━━━ RECORDS SHOWN ━━━

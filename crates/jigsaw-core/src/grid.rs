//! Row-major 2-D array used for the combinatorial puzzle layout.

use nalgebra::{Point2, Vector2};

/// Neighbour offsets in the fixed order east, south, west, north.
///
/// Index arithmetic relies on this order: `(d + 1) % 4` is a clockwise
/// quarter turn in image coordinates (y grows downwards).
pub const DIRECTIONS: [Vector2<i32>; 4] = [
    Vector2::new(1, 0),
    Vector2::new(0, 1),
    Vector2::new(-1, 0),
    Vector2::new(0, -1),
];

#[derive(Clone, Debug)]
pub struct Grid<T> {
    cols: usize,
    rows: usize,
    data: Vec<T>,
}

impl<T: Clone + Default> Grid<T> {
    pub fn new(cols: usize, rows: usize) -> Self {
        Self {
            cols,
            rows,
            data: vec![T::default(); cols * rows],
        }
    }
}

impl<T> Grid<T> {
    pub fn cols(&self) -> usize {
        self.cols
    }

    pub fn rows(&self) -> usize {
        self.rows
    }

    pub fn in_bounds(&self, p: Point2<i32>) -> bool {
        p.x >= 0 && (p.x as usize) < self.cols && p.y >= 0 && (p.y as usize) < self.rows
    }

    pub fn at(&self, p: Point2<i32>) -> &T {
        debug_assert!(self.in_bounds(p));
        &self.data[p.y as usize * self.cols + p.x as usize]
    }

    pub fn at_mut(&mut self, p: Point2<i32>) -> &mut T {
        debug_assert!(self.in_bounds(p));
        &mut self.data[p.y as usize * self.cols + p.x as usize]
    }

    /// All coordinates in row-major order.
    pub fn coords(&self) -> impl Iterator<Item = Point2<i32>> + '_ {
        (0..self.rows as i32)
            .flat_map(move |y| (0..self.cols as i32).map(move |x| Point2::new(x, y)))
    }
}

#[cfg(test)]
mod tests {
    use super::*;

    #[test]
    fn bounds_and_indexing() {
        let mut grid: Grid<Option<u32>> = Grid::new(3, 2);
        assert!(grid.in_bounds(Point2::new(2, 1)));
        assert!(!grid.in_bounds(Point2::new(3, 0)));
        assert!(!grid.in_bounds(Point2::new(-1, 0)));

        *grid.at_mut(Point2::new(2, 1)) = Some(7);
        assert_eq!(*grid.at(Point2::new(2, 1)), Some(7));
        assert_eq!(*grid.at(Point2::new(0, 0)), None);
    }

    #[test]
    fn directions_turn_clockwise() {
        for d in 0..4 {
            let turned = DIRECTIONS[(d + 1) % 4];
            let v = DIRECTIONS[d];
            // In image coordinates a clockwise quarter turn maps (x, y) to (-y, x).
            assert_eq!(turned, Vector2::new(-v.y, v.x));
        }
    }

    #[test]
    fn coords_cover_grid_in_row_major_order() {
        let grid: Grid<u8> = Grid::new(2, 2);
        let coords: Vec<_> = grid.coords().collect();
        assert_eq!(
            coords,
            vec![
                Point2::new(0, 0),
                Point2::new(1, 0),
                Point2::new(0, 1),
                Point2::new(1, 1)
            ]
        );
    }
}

━━━
━━━ RECORDS SHOWN ━━━

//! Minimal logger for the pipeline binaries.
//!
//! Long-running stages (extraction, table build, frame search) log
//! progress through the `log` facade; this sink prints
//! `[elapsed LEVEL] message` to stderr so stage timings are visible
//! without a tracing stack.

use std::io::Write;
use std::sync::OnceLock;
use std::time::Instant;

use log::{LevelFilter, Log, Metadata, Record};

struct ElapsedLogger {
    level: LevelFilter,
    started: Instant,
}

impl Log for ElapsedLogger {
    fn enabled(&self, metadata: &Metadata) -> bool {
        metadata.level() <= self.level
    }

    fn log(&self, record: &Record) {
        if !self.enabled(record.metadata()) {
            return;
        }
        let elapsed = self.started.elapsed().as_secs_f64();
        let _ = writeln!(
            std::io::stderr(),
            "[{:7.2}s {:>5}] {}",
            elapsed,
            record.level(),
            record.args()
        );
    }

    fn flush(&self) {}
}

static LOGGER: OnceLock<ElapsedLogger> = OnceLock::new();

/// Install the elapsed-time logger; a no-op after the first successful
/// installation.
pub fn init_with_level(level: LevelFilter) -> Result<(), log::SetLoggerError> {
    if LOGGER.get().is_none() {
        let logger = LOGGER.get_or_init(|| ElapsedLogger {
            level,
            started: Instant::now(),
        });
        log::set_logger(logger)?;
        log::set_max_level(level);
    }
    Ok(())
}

━━━

▸ WHAT TO WORK ON: Which of the lines in the data hold the string "bool"? Report each of them by copying it.

▸ RESULT:
    pub fn in_bounds(&self, p: Point2<i32>) -> bool {
    fn enabled(&self, metadata: &Metadata) -> bool {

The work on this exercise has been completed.